The ASIX driver at the point of reporting a bad RX frame length only cares that the number of octets to read out of the URB buffer does not exceed the maximum permissible Ethernet frame length. The ASIX driver does not decode the Ethernet frame, the size value comes from the USB to Ethernet ASIX chip itself by inserting an in-band 32-bit header value saying that the next block of data has a certain length until the next in-band 32-bit header value appears in the data stream. A block of data is the Ethernet frame.

Therefore, the ASIX driver should accept a block of data up to the maximum length of 1522 octets for a MTU value of 1500. Then pass this block of data to the network stack to decode and reject the Ethernet frame as necessary.

As the ASIX sanity length check calculation is wrong, the network stack never gets the opportunity to check the 1522 octet block of data against the Ethernet protocol specifications.

In other words, the ASIX driver is ignoring legal Ethernet frame lengths of 1522 octets for a MTU of 1500. Had VLAN tagging been used so 1522 octet frame lengths were used, the Ethernet frame would still not get through to the network stack so clearly is a bug.
Comment 15 Dean Jenkins 2016-07-27 08:34:54 UTC
I understand why the FCS check fails when receiving the "gateway big Ethernet frame".

See https://en.wikipedia.org/wiki/Ethernet_frame#Frame_check_sequence

When an Ethernet frame is received, the FCS algorithm (CRC) is applied across ALL octets of the received data block. This means the FCS field contents is treated as data to the algorithm. The FCS is declared good when the FCS algorithm outputs the expected magic number result.

In the case of the "gateway big Ethernet frame", 4 extra octets are erroneously appended to the end of the Ethernet frame. Therefore, when the FCS algorithm is applied, these extra octets are consumed causing the CRC calculation to not create the expected magic number result.

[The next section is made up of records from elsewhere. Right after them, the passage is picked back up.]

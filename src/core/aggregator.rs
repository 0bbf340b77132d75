use crate::domain::model::{Rating, Tool};
use crate::domain::ports::CatalogStore;
use crate::utils::error::{CatalogError, Result};
use std::collections::HashMap;

/// 平均分數，四捨五入到小數第一位；沒有評分時為 0
///
/// 以整數運算取到十分位，`.x5` 一律進位（例如 4.25 → 4.3），
/// 避免浮點誤差讓 17/4 之類的平均值落到 4.2。
pub fn average_rating(values: &[u8]) -> f64 {
    if values.is_empty() {
        return 0.0;
    }

    let sum: u64 = values.iter().map(|&v| u64::from(v)).sum();
    let count = values.len() as u64;
    let tenths = (20 * sum + count) / (2 * count);
    tenths as f64 / 10.0
}

/// 依 tool_id 分組評分
pub fn group_by_tool(ratings: &[Rating]) -> HashMap<&str, Vec<u8>> {
    let mut groups: HashMap<&str, Vec<u8>> = HashMap::new();
    for rating in ratings {
        groups
            .entry(rating.tool_id.as_str())
            .or_default()
            .push(rating.rating);
    }
    groups
}

/// 為每個工具附上平均分數，保留原本順序
pub fn annotate(tools: Vec<Tool>, ratings: &[Rating]) -> Vec<Tool> {
    let groups = group_by_tool(ratings);

    tools
        .into_iter()
        .map(|mut tool| {
            let values = groups.get(tool.id.as_str()).map(Vec::as_slice).unwrap_or(&[]);
            tool.average_rating = Some(average_rating(values));
            tool
        })
        .collect()
}

/// 同時抓取工具與評分並合併；任一失敗就整批放棄
pub async fn fetch_catalog<S>(store: &S) -> Result<Vec<Tool>>
where
    S: CatalogStore + ?Sized,
{
    let tools = async {
        store.list_tools().await.map_err(|e| CatalogError::FetchError {
            collection: "tools".to_string(),
            message: e.to_string(),
        })
    };
    let ratings = async {
        store.list_ratings().await.map_err(|e| CatalogError::FetchError {
            collection: "ratings".to_string(),
            message: e.to_string(),
        })
    };

    let (tools, ratings) = tokio::try_join!(tools, ratings)?;
    tracing::debug!("Fetched {} tools and {} ratings", tools.len(), ratings.len());

    Ok(annotate(tools, &ratings))
}
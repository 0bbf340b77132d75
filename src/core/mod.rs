pub mod aggregator;
pub mod catalog;
pub mod rating;
pub mod view;

#[cfg(test)]
pub(crate) mod test_support;

pub use crate::domain::model::{NewRating, Phase, Rating, SortKey, Tool};
pub use crate::domain::ports::{CatalogStore, ConfigProvider};
pub use crate::utils::error::Result;
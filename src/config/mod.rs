#[cfg(feature = "cli")]
pub mod cli;
pub mod settings;
pub mod toml_config;

#[cfg(feature = "cli")]
pub use cli::{CliConfig, Command};
pub use settings::StoreSettings;
pub use toml_config::TomlConfig;
use crate::domain::model::{NewRating, Rating, Tool};
use crate::utils::error::Result;
use async_trait::async_trait;
use std::time::Duration;

/// 外部資料庫的查詢與寫入介面
#[async_trait]
pub trait CatalogStore: Send + Sync {
    /// 所有工具，依名稱遞增排序
    async fn list_tools(&self) -> Result<Vec<Tool>>;
    /// 所有評分，不保證順序
    async fn list_ratings(&self) -> Result<Vec<Rating>>;
    async fn insert_rating(&self, rating: &NewRating) -> Result<()>;
}

pub trait ConfigProvider: Send + Sync {
    fn store_url(&self) -> &str;
    fn api_key(&self) -> &str;
    fn tools_table(&self) -> &str;
    fn ratings_table(&self) -> &str;
    fn request_timeout(&self) -> Option<Duration>;
}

This suggests that the gateway has a bug in it which allocates a block of data too big to contain the Ethernet frame although the length of the data block is a legal length. Probably, part of the gateway software thought VLAN tagging was deployed but the actual Ethernet frame did not have a VLAN tag field so there is a mismatch in the lengths of the block and the Ethernet frame.